As a counterpoint, several Republican lawmakers have raised the alarm that Trump is about to accept a bad deal. This is what may be behind Trump’s statement today that he’s in no rush. Yesterday the deal was “largely negotiated.” Today, “time is on our side” and we “won’t rush.” So, maybe there will be a deal; maybe there won’t. This is how Trump rolls.
If the GOP leadership is worried that President Trump is about to make a bad deal, which would flow from recognizing the limits of what the military can achieve, it could always use its bi-cameral majority to pass a war powers resolution expanding his freedom to use further military force to achieve a better deal. If you can get the enemy to surrender, you don’t need to negotiate with him. You dictate terms.
This sounds more to me like the leadership is trying to distance itself from the President’s fortunes as the mid-term elections augur poorly for them but are irrelevant to the President.
“…the mid-term elections…are irrelevant to the President.”
Talk about misreading the room…Texas, anyone? And the imminent chaos that has and will continue to follow?
Not to put to fine a point on it, but how many times has POTUS made this same announcement: that we are close to a “deal” (not a treaty, or an agreement, or an understanding, mind you).
Recognizing that no source is without its unique “perspective” on this conflict, i am struck by the difference of tone in this report: “US, Iran inch closer to deal to end the war: What to know” (Dateline in May 24, 2026): “But despite optimistic statements from Trump, Iranian officials say major disagreements remain, especially over the status of the Strait of Hormuz, Iran’s nuclear programme and conflicts involving Tehran-backed groups in Lebanon.”
“Iranian officials have confirmed negotiations are ongoing and that some headway has been made. However, they have pushed back against some of Trump’s claims.
…Meanwhile, Iranian state-linked media Fars news agency reported early on Sunday that the agreement would allow Iran to manage the Strait of Hormuz and that Trump’s assertion on the key waterway, through which almost a fifth of the world’s oil shipping once passed, was “inconsistent with reality”.
Just saying…
I don’t believe anything that Trump says. Ever. This may just as likely be another manipulation of the stock market to enrich himself and his mafia.
This is the primary problem with the administration. The routine untruths, manipulations, and lies, mixed, seemingly without reason, with true statements, leads to outright rejection from many people, and adulation from others as they hear what they want to hear and ignore the rest.
Those that reject the administration outright seem to have a different basis than how it has happened with other admins. In the past half dozen dacades, we have seen a lot of ideological rejection, and occasional racism/sexism/religious basis. This seems different. I find it difficult to support even those actions I think beneficial, as the history drives me to look for the ulterior motive, the grift.
It is difficult NOT to look for what’s in it for him, as his entire business career has been a salute to the sunken cost fallacy, backed by nuisance lawsuits to impoverish opponents. But one must still accept that once in a while, truth does happen, and actions, for the right reason or not, may be appropriate and beneficial to the country and the world as a whole. Follow through has been lacking in many cases (good and bad), but this is what we have right now, the backup being, in my opinion, more distasteful.
Serious question: who is is doing our negotiation?
This is not trivial. Trump regards himself as a master deal-maker, and one imagines that he considers his envoys, drawn from the business world, to be the same. And the business world is indeed a rough and tumble, no-holds-barred world, which does not take into account the human costs of their actions. (Of course making people unemployed is not the same as killing them: let’s not take this too far.)

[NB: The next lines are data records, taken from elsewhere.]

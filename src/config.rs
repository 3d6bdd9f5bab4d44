//! Application configuration
//!
//! Typed configuration with defaults, optionally loaded from a TOML file.

use std::path::{Path, PathBuf};

use serde::{Deserialize, Serialize};

use crate::recorder::RecorderConfig;
use crate::utils::error::{AppError, AppResult};

/// Storage adapter settings
#[derive(Debug, Clone, Serialize, Deserialize)]
#[serde(default)]
pub struct StorageConfig {
    /// Directory uploads land in
    pub upload_dir: PathBuf,

    /// Base path/URL stored objects are served under
    pub public_base: String,
}

impl Default for StorageConfig {
    fn default() -> Self {
        Self {
            upload_dir: PathBuf::from("uploads"),
            public_base: "/uploads".to_string(),
        }
    }
}

/// Transcode runtime settings
#[derive(Debug, Clone, Default, Serialize, Deserialize)]
#[serde(default)]
pub struct TranscodeConfig {
    /// Explicit ffmpeg binary; falls back to `CLIPCAST_FFMPEG`, then `PATH`
    pub ffmpeg_path: Option<PathBuf>,
}

/// Top-level application configuration
#[derive(Debug, Clone, Default, Serialize, Deserialize)]
#[serde(default)]
pub struct AppConfig {
    pub recorder: RecorderConfig,
    pub storage: StorageConfig,
    pub transcode: TranscodeConfig,
}

impl AppConfig {
    /// Load configuration from a TOML file
    pub fn load(path: &Path) -> AppResult<Self> {
        let content = std::fs::read_to_string(path)?;
        toml::from_str(&content).map_err(|e| AppError::Config(format!("{:?}: {}", path, e)))
    }

    /// Load from `path` when given, defaults otherwise
    pub fn load_or_default(path: Option<&Path>) -> AppResult<Self> {
        match path {
            Some(path) => Self::load(path),
            None => Ok(Self::default()),
        }
    }
}

#[cfg(test)]
mod tests {
    use super::*;

    #[test]
    fn defaults_are_sensible() {
        let config = AppConfig::default();
        assert_eq!(config.recorder.chunk_interval_ms, 1_000);
        assert_eq!(config.storage.public_base, "/uploads");
        assert!(config.transcode.ffmpeg_path.is_none());
    }

    #[test]
    fn partial_toml_fills_in_defaults() {
        let config: AppConfig = toml::from_str(
            r#"
            [recorder]
            chunk_interval_ms = 250

            [storage]
            upload_dir = "/tmp/clips"
            "#,
        )
        .unwrap();

        assert_eq!(config.recorder.chunk_interval_ms, 250);
        assert_eq!(config.storage.upload_dir, PathBuf::from("/tmp/clips"));
        assert_eq!(config.storage.public_base, "/uploads");
    }

    #[test]
    fn load_missing_file_is_an_error() {
        assert!(AppConfig::load(Path::new("/definitely/not/here.toml")).is_err());
    }
}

The Iranians consider themselves master bargainers. Centuries in the Middle-East can do that to you, especially if you have been playing off the great powers for some time. But there are several major differences between the types of negotiations that each side feels that it is conducting. America is in this for the short term. This is one of the weaknesses of democracy without a strong, principled leader. And Iran believes that, because of this, they can hold out for some years. In any event, the Muslims look upon the Western nations as Crusaders, and they are willing to make concessions for the short term, always with an eye on the long term.
And there is one other thing. The Islamic Republic of Iran is a religious government. And by Islamic law, a treaty with non-Muslims is not binding: they may deceive the infidels and break the agreement at any time. Of course, many in the naive West will not believe that, considering it “Islamophobia”, but any scholar of Islamic law will confirm that.
So what worries me is that we have a naive West confronting a cynical Iran in these negotiations, and moreover, a West that believes that the clock is ticking toward elections. And the politicians leading the West are far more concerned for their own power than that of their countries. That is also true of Iran, but their power comes from the barrel mod a gun, and as Masih reminds us, they do not hesitate to use it.
Thank you for the explanation. You made a couple of vital points that hasn’t occurred to me. May I share them with friends?
Hadn’t, not hasn’t
Trump’s contracts are not binding either. What is bankruptcy but a broken promise?
Article I, Section 8, Clause 4 of the U.S. Constitution, grants Congress the power “To establish . . . uniform Laws on the subject of Bankruptcies throughout the United States.”
That people use bankruptcy laws to game the system is reprehensible, but they are essential to the health of the economy.
@John D. above but others weigh in.
There is a subtle but important contradiction implicit in your post that I hear frequently. For those who wish for toppling the oppressive, theocratic Iranian regime for the sake of freeing the Iranian people (we all want that), who will do it? The US at least had the guts (bravado? stupidity?) to do something different after half a century of Iranian proxy war against Israel by striking Iran directly and killing Khomanei and top government officials. Technically, that was illegal under international law but we took the risk anyway with the hope of denuclearizing Iran, giving the Iranian people a prayer of toppling their theocratic regime, and stopping Iran from arming proxies that constantly strike Israel. The air campaign (at great cost to US taxpayers) was insufficient which means boots on the ground would be needed.
I’m not criticizing you specifically but wondering what would’ve been your approach to the Iran problem (nuclear weapons development, attacking Israel, and oppressing their people)?
Should US soldiers fight and die to liberate the oppressed Iranian people with 1,000s already killed? But if we really flexed our power to lead the Free World to your satisfaction, this “cause” would inevitably result in more dead US sons and daughters to explain and 1,000s more dead innocent Iranian civilians, both of which you rightly lament and that sounds contradictory. Explain why the loss of US lives (which you rightly recoil at) to preserve Iranian lives is justified when it is their problem.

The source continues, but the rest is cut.